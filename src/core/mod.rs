//! Core deterministic primitives.
//!
//! Seeded shuffling and state hashing. Nothing in here knows about cards or
//! connections.

#![warn(missing_docs)]

pub mod rng;
pub mod hash;

pub use rng::DeterministicRng;
pub use hash::{StateHash, StateHasher};
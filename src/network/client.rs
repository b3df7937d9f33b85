//! Client Side
//!
//! The capability set a presentation layer drives, independent of transport.
//! [`ClientAction`] is implemented by both the RPC and the stream client;
//! everything received from the server is applied to a shared
//! [`GameListener`], usually a [`ClientView`].

use std::sync::atomic::{AtomicBool, Ordering};
use std::sync::{Arc, Mutex};
use std::time::Duration;

use async_trait::async_trait;
use thiserror::Error;
use tracing::{debug, warn};

use super::listener::TransportKind;
use super::protocol::{ClientRequest, GameListener, GameSnapshot, Rejection, Reply, ServerEvent};
use crate::game::codex::Position;
use crate::game::desk::DeckType;
use crate::game::state::{ChatMessage, SessionId};
use crate::HEARTBEAT_INTERVAL;

/// Listener shared between a client's reader and heartbeat tasks.
pub type SharedListener = Arc<Mutex<dyn GameListener>>;

// =============================================================================
// ERRORS & CONFIG
// =============================================================================

/// Client-side failures.
#[derive(Error, Debug, Clone, PartialEq, Eq)]
pub enum ClientError {
    #[error("cannot reach server: {0}")]
    ConnectFailed(String),

    #[error("connection lost")]
    ConnectionLost,

    #[error("call timed out")]
    Timeout,

    /// The server refused the request; state is unchanged.
    #[error("rejected: {0}")]
    Rejected(Rejection),
}

impl ClientError {
    /// Whether the link itself failed, as opposed to the request.
    pub fn is_transport(&self) -> bool {
        !matches!(self, ClientError::Rejected(_))
    }
}

/// Client configuration.
#[derive(Debug, Clone)]
pub struct ClientConfig {
    /// Heartbeat period; `None` disables heartbeats.
    pub heartbeat_interval: Option<Duration>,
    /// How long an RPC call may wait for its return.
    pub call_timeout: Duration,
    /// Outbound queue depth.
    pub outbound_queue: usize,
}

impl Default for ClientConfig {
    fn default() -> Self {
        Self {
            heartbeat_interval: Some(HEARTBEAT_INTERVAL),
            call_timeout: Duration::from_secs(10),
            outbound_queue: 64,
        }
    }
}

// =============================================================================
// LINK
// =============================================================================

/// Delivery side of a client connection: applies events and reports the
/// loss of the link exactly once.
pub struct Link {
    listener: SharedListener,
    lost: AtomicBool,
}

impl Link {
    pub fn new(listener: SharedListener) -> Arc<Self> {
        Arc::new(Self {
            listener,
            lost: AtomicBool::new(false),
        })
    }

    pub fn is_lost(&self) -> bool {
        self.lost.load(Ordering::Acquire)
    }

    /// Apply one server event to the listener.
    pub fn deliver(&self, event: &ServerEvent) {
        match self.listener.lock() {
            Ok(mut listener) => event.apply(&mut *listener),
            Err(_) => warn!("listener poisoned, dropping event"),
        }
    }

    /// Surface a refused request to the listener.
    pub fn reject(&self, rejection: &Rejection) {
        if let Ok(mut listener) = self.listener.lock() {
            listener.invalid_action(rejection);
        }
    }

    /// Closed on purpose; the listener is not told.
    pub fn close(&self) {
        self.lost.store(true, Ordering::Release);
    }

    /// Mark the link lost. Only the first call reaches the listener.
    pub fn mark_lost(&self) {
        if self.lost.swap(true, Ordering::AcqRel) {
            return;
        }
        debug!("link lost");
        if let Ok(mut listener) = self.listener.lock() {
            listener.no_connection();
        }
    }
}

// =============================================================================
// CAPABILITY SET
// =============================================================================

/// Every operation a client can issue. Implementors provide `submit`; the
/// rest are conveniences over it.
///
/// Over RPC a call resolves once the server has executed the request. Over
/// the stream binding it resolves as soon as the request is written and
/// yields [`Reply::Queued`]; the outcome arrives as events.
#[async_trait]
pub trait ClientAction: Send + Sync {
    /// Send one request.
    async fn submit(&self, request: ClientRequest) -> Result<Reply, ClientError>;

    /// The binding this client speaks.
    fn transport(&self) -> TransportKind;

    /// Whether the link is still believed alive.
    fn is_connected(&self) -> bool;

    /// Tear the connection down.
    fn close(&self);

    async fn create_game(&self, nickname: &str) -> Result<Reply, ClientError> {
        self.submit(ClientRequest::CreateGame { nickname: nickname.to_string() }).await
    }

    async fn join_first_available(&self, nickname: &str) -> Result<Reply, ClientError> {
        self.submit(ClientRequest::JoinFirstAvailable { nickname: nickname.to_string() })
            .await
    }

    async fn join_specific(&self, nickname: &str, session_id: SessionId) -> Result<Reply, ClientError> {
        self.submit(ClientRequest::JoinSpecific {
            nickname: nickname.to_string(),
            session_id,
        })
        .await
    }

    async fn leave(&self) -> Result<Reply, ClientError> {
        self.submit(ClientRequest::Leave).await
    }

    async fn reconnect(&self, nickname: &str) -> Result<Reply, ClientError> {
        self.submit(ClientRequest::Reconnect { nickname: nickname.to_string() }).await
    }

    async fn place_starter(&self, face_up: bool) -> Result<Reply, ClientError> {
        self.submit(ClientRequest::PlaceStarter { face_up }).await
    }

    async fn place_card(&self, hand_index: usize, face_up: bool, position: Position) -> Result<Reply, ClientError> {
        self.submit(ClientRequest::PlaceCard { hand_index, face_up, position }).await
    }

    async fn select_objective(&self, index: usize) -> Result<Reply, ClientError> {
        self.submit(ClientRequest::SelectObjective { index }).await
    }

    async fn draw_from_deck(&self, deck: DeckType) -> Result<Reply, ClientError> {
        self.submit(ClientRequest::DrawFromDeck { deck }).await
    }

    async fn draw_displayed(&self, deck: DeckType, index: usize) -> Result<Reply, ClientError> {
        self.submit(ClientRequest::DrawDisplayed { deck, index }).await
    }

    async fn send_chat(&self, text: &str) -> Result<Reply, ClientError> {
        self.submit(ClientRequest::Chat { text: text.to_string() }).await
    }

    async fn set_size(&self, size: u8) -> Result<Reply, ClientError> {
        self.submit(ClientRequest::SetSize { size }).await
    }

    /// Heartbeat.
    async fn ping(&self) -> Result<Reply, ClientError> {
        self.submit(ClientRequest::Ping).await
    }
}

// =============================================================================
// CLIENT VIEW
// =============================================================================

/// Read-only mirror of the session as last reported by the server.
#[derive(Debug, Default)]
pub struct ClientView {
    snapshot: Option<GameSnapshot>,
    /// Snapshots dropped because their hash did not match
    pub corrupt_snapshots: u32,
    pub rejections: Vec<Rejection>,
    pub chat: Vec<ChatMessage>,
    /// Human-readable notices, oldest first
    pub notices: Vec<String>,
    pub winners: Option<Vec<String>>,
    pub shutdown_reason: Option<String>,
    pub connection_lost: bool,
}

impl ClientView {
    pub fn new() -> Self {
        Self::default()
    }

    /// Wrap a fresh view for sharing with a client.
    pub fn shared() -> Arc<Mutex<ClientView>> {
        Arc::new(Mutex::new(Self::new()))
    }

    /// Latest verified snapshot.
    pub fn snapshot(&self) -> Option<&GameSnapshot> {
        self.snapshot.as_ref()
    }

    pub fn revision(&self) -> u64 {
        self.snapshot.as_ref().map(|s| s.revision).unwrap_or(0)
    }

    pub fn last_rejection(&self) -> Option<&Rejection> {
        self.rejections.last()
    }
}

impl GameListener for ClientView {
    fn snapshot(&mut self, snapshot: &GameSnapshot) {
        if !snapshot.verify() {
            warn!(revision = snapshot.revision, "snapshot hash mismatch");
            self.corrupt_snapshots += 1;
            return;
        }
        // pushes arrive in mutation order; an older revision is a replay
        if snapshot.revision < self.revision() {
            return;
        }
        self.snapshot = Some(snapshot.clone());
    }

    fn player_joined(&mut self, nickname: &str) {
        self.notices.push(format!("{nickname} joined"));
    }

    fn player_left(&mut self, nickname: &str) {
        self.notices.push(format!("{nickname} left"));
    }

    fn player_disconnected(&mut self, nickname: &str) {
        self.notices.push(format!("{nickname} disconnected"));
    }

    fn player_rejoined(&mut self, nickname: &str) {
        self.notices.push(format!("{nickname} rejoined"));
    }

    fn turn_advanced(&mut self, nickname: &str, round: u32) {
        self.notices.push(format!("round {round}: {nickname} to play"));
    }

    fn invalid_action(&mut self, rejection: &Rejection) {
        self.rejections.push(rejection.clone());
    }

    fn game_ended(&mut self, winners: &[String]) {
        self.winners = Some(winners.to_vec());
    }

    fn chat_message(&mut self, message: &ChatMessage) {
        self.chat.push(message.clone());
    }

    fn shutdown(&mut self, reason: &str) {
        self.shutdown_reason = Some(reason.to_string());
    }

    fn no_connection(&mut self) {
        self.connection_lost = true;
    }
}

// =============================================================================
// TESTS
// =============================================================================
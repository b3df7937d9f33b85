//! Network Layer
//!
//! Sessions, the registry, and the two transport bindings over one shared
//! request core. Nothing here decides game rules; every mutation goes
//! through `game/`.

pub mod client;
pub mod dispatch;
pub mod listener;
pub mod liveness;
pub mod protocol;
pub mod registry;
pub mod rpc;
pub mod server;
pub mod session;
pub mod stream;

pub use client::{ClientAction, ClientConfig, ClientError, ClientView, SharedListener};
pub use dispatch::{ConnectionContext, Dispatcher};
pub use listener::{ConnectionId, PushHandle, TransportKind};
pub use protocol::{ClientRequest, ErrorCode, GameListener, GameSnapshot, Rejection, Reply, ServerEvent};
pub use registry::{RegistryError, SessionRegistry};
pub use rpc::RpcClient;
pub use server::{BoundListeners, GameServer, GameServerError, ServerConfig};
pub use session::{GameAction, GameSession};
pub use stream::StreamClient;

════════════════════

Task to carry out
Filter the records above down to the lines that hold the string "ClientConfig".

Response area
pub struct ClientConfig {
impl Default for ClientConfig {
pub use client::{ClientAction, ClientConfig, ClientError, ClientView, SharedListener};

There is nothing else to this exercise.